Incomplete patient data = Patient Safety Threat?
An important part of maintaining patient safety is ensuring a complete record of patient monitoring data, however, when patients are transferred from one department to another, clinicians often struggle with incomplete data records due to multiple systems operating independently.
Selected from a list of six options in the survey, the top three threats to patient safety between physician and nurse leaders collectively were inconsistent care delivery, having incomplete data on patients and alarm fatigue. Seven in 10 of both groups say lack of complete data on patients is a cause of clinical inefficiencies, and physician and nurse leaders agree that better access to critical patient data is beneficial to clinician response (91 percent and 96 percent).
Other key findings from the Philips survey include:
– Inconsistent care and alarm fatigue: 78 percent of physician leaders say incomplete data on patients is the biggest threat to patients, while nurse leaders think alarm fatigue is the biggest threat (76 percent).

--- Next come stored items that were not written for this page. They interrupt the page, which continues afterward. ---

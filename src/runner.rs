use crate::config::Config;
use crate::types::{LookupError, OcpVersion, VersionRecord};
use anyhow::{Context, Result};
use async_trait::async_trait;
use futures::future::join_all;
use indicatif::{ProgressBar, ProgressStyle};
use std::sync::Arc;
use tokio::sync::mpsc;
use tokio::task::JoinHandle;
use tracing::{debug, warn};

#[cfg(test)]
use mockall::automock;

/// Remote lookups for a single location.
#[cfg_attr(test, automock)]
#[async_trait]
pub trait VersionSource: Send + Sync {
    /// Supported OCP versions, in payload order.
    async fn ocp_versions(&self, location: &str) -> Result<Vec<String>, LookupError>;

    /// Deployed RP version; the response body verbatim.
    ///
    /// The HTTP source decodes the body as UTF-8 (or the charset the response
    /// declares); invalid sequences become U+FFFD.
    async fn rp_version(&self, location: &str) -> Result<String, LookupError>;
}

pub struct HttpVersionSource {
    client: reqwest::Client,
    base_url: String,
}

impl HttpVersionSource {
    pub fn new(config: &Config) -> Result<Self> {
        let client = reqwest::Client::builder()
            .timeout(config.timeout)
            .user_agent(concat!("aro-rp-versions/", env!("CARGO_PKG_VERSION")))
            .build()
            .context("Failed to create HTTP client")?;

        Ok(Self {
            client,
            base_url: config.base_url.trim_end_matches('/').to_string(),
        })
    }

    async fn get(&self, url: &str) -> Result<reqwest::Response, LookupError> {
        let response = self.client.get(url).send().await?;
        let status = response.status();
        if !status.is_success() {
            return Err(LookupError::Status(status));
        }
        Ok(response)
    }
}

#[async_trait]
impl VersionSource for HttpVersionSource {
    async fn ocp_versions(&self, location: &str) -> Result<Vec<String>, LookupError> {
        let url = format!("{}/ocpversions/{}", self.base_url, location);
        let body = self.get(&url).await?.bytes().await?;
        let versions: Vec<OcpVersion> = serde_json::from_slice(&body)?;
        Ok(versions.into_iter().map(|v| v.version).collect())
    }

    async fn rp_version(&self, location: &str) -> Result<String, LookupError> {
        let url = format!("{}/rpversion/{}", self.base_url, location);
        let body = self.get(&url).await?.text().await?;
        Ok(body)
    }
}

/// Runs both lookups for `location`. Never fails: a failed lookup is logged
/// and leaves its field empty.
pub async fn fetch_location<S>(source: &S, location: &str) -> VersionRecord
where
    S: VersionSource + ?Sized,
{
    debug!("processing location: {}", location);

    let (ocp, rp) = tokio::join!(source.ocp_versions(location), source.rp_version(location));

    let ocp_versions = ocp.unwrap_or_else(|e| {
        debug!("failed to get OCP versions for {:?} location: {}", location, e);
        Vec::new()
    });
    let rp_version = rp.unwrap_or_else(|e| {
        debug!("failed to get RP version for {:?} location: {}", location, e);
        String::new()
    });

    VersionRecord {
        location: location.to_string(),
        rp_version,
        ocp_versions,
    }
}

/// Stable ascending sort by location name.
pub fn order_by_location(mut records: Vec<VersionRecord>) -> Vec<VersionRecord> {
    records.sort_by(|a, b| a.location.cmp(&b.location));
    records
}

pub struct VersionChecker<S> {
    source: Arc<S>,
    show_progress: bool,
}

impl<S: VersionSource + 'static> VersionChecker<S> {
    pub fn new(source: S) -> Self {
        Self {
            source: Arc::new(source),
            show_progress: false,
        }
    }

    pub fn with_progress(mut self, show_progress: bool) -> Self {
        self.show_progress = show_progress;
        self
    }

    /// Fetches every location and returns the records ordered by location.
    pub async fn check_all(&self, locations: &[String]) -> Vec<VersionRecord> {
        order_by_location(self.fetch_all(locations).await)
    }

    /// Fetches every location concurrently, one task per entry.
    ///
    /// Returns once all tasks have finished, with exactly one record per
    /// entry in completion order.
    pub async fn fetch_all(&self, locations: &[String]) -> Vec<VersionRecord> {
        let progress = self.progress_bar(locations.len());
        let (tx, mut rx) = mpsc::unbounded_channel();

        let handles: Vec<(String, JoinHandle<()>)> = locations
            .iter()
            .map(|location| {
                let source = Arc::clone(&self.source);
                let tx = tx.clone();
                let task_location = location.clone();

                let handle = tokio::spawn(async move {
                    let record = fetch_location(source.as_ref(), &task_location).await;
                    // The receiver is alive until every sender is dropped.
                    let _ = tx.send(record);
                });
                (location.clone(), handle)
            })
            .collect();
        drop(tx);

        let mut records = Vec::with_capacity(locations.len());
        while let Some(record) = rx.recv().await {
            records.push(record);
            progress.inc(1);
        }

        // A task that panicked never sent; fill its slot so no location is lost.
        let (names, handles): (Vec<_>, Vec<_>) = handles.into_iter().unzip();
        for (location, result) in names.into_iter().zip(join_all(handles).await) {
            if let Err(e) = result {
                warn!("task for {:?} location failed: {}", location, e);
                records.push(VersionRecord::empty(location));
                progress.inc(1);
            }
        }

        progress.finish_and_clear();
        records
    }

    fn progress_bar(&self, len: usize) -> ProgressBar {
        if !self.show_progress {
            return ProgressBar::hidden();
        }

        let bar = ProgressBar::new(len as u64);
        let style = ProgressStyle::default_bar()
            .template("{spinner:.green} [{bar:40.cyan/blue}] {pos}/{len} locations ({eta})")
            .map(|s| s.progress_chars("#>-"))
            .unwrap_or_else(|_| ProgressStyle::default_bar());
        bar.set_style(style);
        bar
    }
}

However, both groups agree that inconsistent care delivery is a top concern (78 percent and 75 percent).
– Easing data-related patient safety concerns: Nine in 10 physician leaders and almost all nurse leaders say patient monitoring must be consistent to move healthcare forward (91 percent and 97 percent), and almost nine in 10 physician leaders (87 percent) and almost all nurse leaders (97 percent) say having a gap-free patient monitoring data record is essential for good patient care.